Abdoullakh Anzorov, l’assassin de l’enseignant, était en lien avec un militant de l’organisation islamiste radicale Hayat Tahrir al-Cham, qui a mené la coalition de rebelles, à l’origine de la chute du régime de Bachar al-Assad.
Né au Tadjikistan, Farrouk Faizimtov, faisait la propagande du groupe HTC sur les réseaux sociaux, depuis Idlib, en Syrie. Il était également en contact avec Abdoullakh Anzorov, l’assassin de Samuel Paty.
Quelques jours avant son passage à l’acte, Abdoullakh Anzorov écrit, sur Snapchat, des propos positifs sur le HTC, “meilleur groupe actuel à rejoindre”, pour mener “le vrai djihad”.
Le jour de l’assassinat, avant d’être abattu par la police, le jeune Tchétchène échange avec le militant du HTC et lui envoie une photo de la tête décapitée du professeur.
Le procès de l'assassinat de Samuel Paty se tient actuellement à la cour d'assises spéciale de Paris. Plusieurs personnes sont poursuivies, notamment des amis de l'assassin pour association de malfaiteurs terroriste criminelle.
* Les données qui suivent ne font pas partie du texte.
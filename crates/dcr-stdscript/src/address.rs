//! Destination identities recovered from and encoded into standard scripts.

use crate::chain_params::{ChainParams, Network};
use crate::constants::{ED25519_PUBKEY_SIZE, HASH160_SIZE};
use crate::opcodes::{OP_0, as_small_int, is_small_int};
use bitcoin::secp256k1::PublicKey;

/// Signature algorithms selectable by the alternative signature opcodes.
#[derive(Debug, Clone, Copy, PartialEq, Eq, Hash)]
#[repr(u8)]
pub enum SignatureScheme {
    EcdsaSecp256k1 = 0,
    Ed25519 = 1,
    SchnorrSecp256k1 = 2,
}

impl SignatureScheme {
    /// Decodes the scheme from its numeric value.
    pub fn from_value(value: usize) -> Option<Self> {
        match value {
            0 => Some(Self::EcdsaSecp256k1),
            1 => Some(Self::Ed25519),
            2 => Some(Self::SchnorrSecp256k1),
            _ => None,
        }
    }

    /// Decodes the scheme tag of an alternative signature script.
    ///
    /// Only the two alternative schemes are valid tags, `OP_0` never selects
    /// ECDSA in a script.
    pub fn from_tag_opcode(op: u8) -> Option<Self> {
        if !is_small_int(op) {
            return None;
        }
        Self::from_value(as_small_int(op)).filter(|scheme| scheme.is_alt())
    }

    /// Returns the small integer opcode pushing this scheme's value.
    pub fn tag_opcode(self) -> u8 {
        match self {
            Self::EcdsaSecp256k1 => OP_0,
            scheme => crate::opcodes::OP_1 - 1 + scheme as u8,
        }
    }

    /// Whether the scheme is checked by `OP_CHECKSIGALT` rather than
    /// `OP_CHECKSIG`.
    pub fn is_alt(self) -> bool {
        self != Self::EcdsaSecp256k1
    }
}

/// Address construction error.
#[derive(Debug, Eq, PartialEq, thiserror::Error)]
pub enum AddressError {
    #[error("hash must be {HASH160_SIZE} bytes, got {0}")]
    InvalidHashLength(usize),
    #[error("invalid secp256k1 public key: {0}")]
    InvalidSecp256k1Key(bitcoin::secp256k1::Error),
    #[error("ed25519 public key must be {ED25519_PUBKEY_SIZE} bytes, got {0}")]
    InvalidEd25519KeyLength(usize),
}

/// A payment destination.
#[derive(Debug, Clone, PartialEq, Eq)]
pub enum Address {
    PubKeyHash {
        hash: [u8; 20],
        scheme: SignatureScheme,
        network: Network,
    },
    ScriptHash {
        hash: [u8; 20],
        network: Network,
    },
    PubKeySecp256k1 {
        key: PublicKey,
        network: Network,
    },
    PubKeyEd25519 {
        key: [u8; 32],
        network: Network,
    },
    PubKeySchnorrSecp256k1 {
        key: PublicKey,
        network: Network,
    },
}

impl Address {
    /// Constructs a pay-to-pubkey-hash address for the given signature scheme.
    pub fn pubkey_hash(
        hash: &[u8],
        params: &ChainParams,
        scheme: SignatureScheme,
    ) -> Result<Self, AddressError> {
        Ok(Self::PubKeyHash {
            hash: hash160(hash)?,
            scheme,
            network: params.network,
        })
    }

    /// Constructs a pay-to-script-hash address from an already computed hash.
    pub fn script_hash_from_hash(hash: &[u8], params: &ChainParams) -> Result<Self, AddressError> {
        Ok(Self::ScriptHash {
            hash: hash160(hash)?,
            network: params.network,
        })
    }

    /// Parses a compressed or uncompressed secp256k1 public key.
    pub fn secp256k1_pubkey(serialized: &[u8], params: &ChainParams) -> Result<Self, AddressError> {
        let key = PublicKey::from_slice(serialized).map_err(AddressError::InvalidSecp256k1Key)?;
        Ok(Self::from_secp256k1_key(key, params))
    }

    pub fn from_secp256k1_key(key: PublicKey, params: &ChainParams) -> Self {
        Self::PubKeySecp256k1 {
            key,
            network: params.network,
        }
    }

    /// Only the length of an Ed25519 key is validated.
    pub fn ed25519_pubkey(serialized: &[u8], params: &ChainParams) -> Result<Self, AddressError> {
        let key: [u8; 32] = serialized
            .try_into()
            .map_err(|_| AddressError::InvalidEd25519KeyLength(serialized.len()))?;
        Ok(Self::PubKeyEd25519 {
            key,
            network: params.network,
        })
    }

    pub fn schnorr_secp256k1_pubkey(
        serialized: &[u8],
        params: &ChainParams,
    ) -> Result<Self, AddressError> {
        let key = PublicKey::from_slice(serialized).map_err(AddressError::InvalidSecp256k1Key)?;
        Ok(Self::PubKeySchnorrSecp256k1 {
            key,
            network: params.network,
        })
    }

    /// Returns the bytes a script commits to when paying this address.
    ///
    /// Secp256k1 keys are always serialized in compressed form.
    pub fn script_address(&self) -> Vec<u8> {
        match self {
            Self::PubKeyHash { hash, .. } | Self::ScriptHash { hash, .. } => hash.to_vec(),
            Self::PubKeySecp256k1 { key, .. } | Self::PubKeySchnorrSecp256k1 { key, .. } => {
                key.serialize().to_vec()
            }
            Self::PubKeyEd25519 { key, .. } => key.to_vec(),
        }
    }

    /// Returns the signature scheme required to spend from this address,
    /// `None` for script hashes.
    pub fn scheme(&self) -> Option<SignatureScheme> {
        match self {
            Self::PubKeyHash { scheme, .. } => Some(*scheme),
            Self::ScriptHash { .. } => None,
            Self::PubKeySecp256k1 { .. } => Some(SignatureScheme::EcdsaSecp256k1),
            Self::PubKeyEd25519 { .. } => Some(SignatureScheme::Ed25519),
            Self::PubKeySchnorrSecp256k1 { .. } => Some(SignatureScheme::SchnorrSecp256k1),
        }
    }

    pub fn network(&self) -> Network {
        match self {
            Self::PubKeyHash { network, .. }
            | Self::ScriptHash { network, .. }
            | Self::PubKeySecp256k1 { network, .. }
            | Self::PubKeyEd25519 { network, .. }
            | Self::PubKeySchnorrSecp256k1 { network, .. } => *network,
        }
    }

    /// Short description of the address variant, used in error messages.
    pub fn kind(&self) -> &'static str {
        match self {
            Self::PubKeyHash { .. } => "pubkey hash address",
            Self::ScriptHash { .. } => "script hash address",
            Self::PubKeySecp256k1 { .. } => "secp256k1 pubkey address",
            Self::PubKeyEd25519 { .. } => "ed25519 pubkey address",
            Self::PubKeySchnorrSecp256k1 { .. } => "schnorr secp256k1 pubkey address",
        }
    }
}

fn hash160(hash: &[u8]) -> Result<[u8; 20], AddressError> {
    hash.try_into()
        .map_err(|_| AddressError::InvalidHashLength(hash.len()))
}

#[cfg(test)]
mod tests {
    use super::*;
    use crate::opcodes::{OP_1, OP_2, OP_16};
    use hex_literal::hex;

    #[test]
    fn test_signature_scheme_tags() {
        assert_eq!(SignatureScheme::Ed25519.tag_opcode(), OP_1);
        assert_eq!(SignatureScheme::SchnorrSecp256k1.tag_opcode(), OP_2);
        assert_eq!(SignatureScheme::EcdsaSecp256k1.tag_opcode(), OP_0);

        assert_eq!(SignatureScheme::from_tag_opcode(OP_1), Some(SignatureScheme::Ed25519));
        assert_eq!(
            SignatureScheme::from_tag_opcode(OP_2),
            Some(SignatureScheme::SchnorrSecp256k1)
        );
        // Scheme 0 is disabled for alternative signature checks.
        assert_eq!(SignatureScheme::from_tag_opcode(OP_0), None);
        assert_eq!(SignatureScheme::from_tag_opcode(OP_2 + 1), None);
        assert_eq!(SignatureScheme::from_tag_opcode(OP_16), None);
    }

    #[test]
    fn test_hash_addresses_require_20_bytes() {
        let params = ChainParams::mainnet();
        assert_eq!(
            Address::pubkey_hash(&[0u8; 19], &params, SignatureScheme::EcdsaSecp256k1),
            Err(AddressError::InvalidHashLength(19))
        );
        assert_eq!(
            Address::script_hash_from_hash(&[0u8; 21], &params),
            Err(AddressError::InvalidHashLength(21))
        );

        let addr = Address::script_hash_from_hash(&[7u8; 20], &params).unwrap();
        assert_eq!(addr.script_address(), vec![7u8; 20]);
        assert_eq!(addr.scheme(), None);
        assert_eq!(addr.network(), Network::Mainnet);
    }

    #[test]
    fn test_secp256k1_address_serializes_compressed() {
        let params = ChainParams::testnet();
        let uncompressed = hex!(
            "0411db93e1dcdb8a016b49840f8c53bc1eb68a382e97b1482ecad7b148a6909a5c"
            "b2e0eaddfb84ccf9744464f82e160bfa9b8b64f9d4c03f999b8643f656b412a3"
        );
        let compressed = hex!("0311db93e1dcdb8a016b49840f8c53bc1eb68a382e97b1482ecad7b148a6909a5c");

        let from_uncompressed = Address::secp256k1_pubkey(&uncompressed, &params).unwrap();
        let from_compressed = Address::secp256k1_pubkey(&compressed, &params).unwrap();
        assert_eq!(from_uncompressed, from_compressed);
        assert_eq!(from_uncompressed.script_address(), compressed.to_vec());
        assert_eq!(from_uncompressed.network(), Network::Testnet);

        assert!(matches!(
            Address::secp256k1_pubkey(&[0x05; 33], &params),
            Err(AddressError::InvalidSecp256k1Key(_))
        ));
    }

    #[test]
    fn test_ed25519_address_length() {
        let params = ChainParams::simnet();
        let addr = Address::ed25519_pubkey(&[9u8; 32], &params).unwrap();
        assert_eq!(addr.scheme(), Some(SignatureScheme::Ed25519));
        assert_eq!(
            Address::ed25519_pubkey(&[9u8; 33], &params),
            Err(AddressError::InvalidEd25519KeyLength(33))
        );
    }
}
Mais également Brahim Chnina, le père de la collégienne qui avait menti et affirmé que le professeur avait demandé aux élèves musulmans de sortir de la classe avant de montrer des caricatures de Mahomet.
Hayat Tahrir al-Cham, est classée comme organisation terroriste par plusieurs pays, comme la Turquie et les États-Unis.
Le groupe est également sous le coup de sanctions de l’Union européenne.
Son leader Abou Mohammed al-Jolani, dont la tête avait été mise à prix pour 10 millions de dollars par Washington, tente de faire oublier son passé de djihadiste affilié à al-Qaïda et veut donner une image plus modérée du HTC.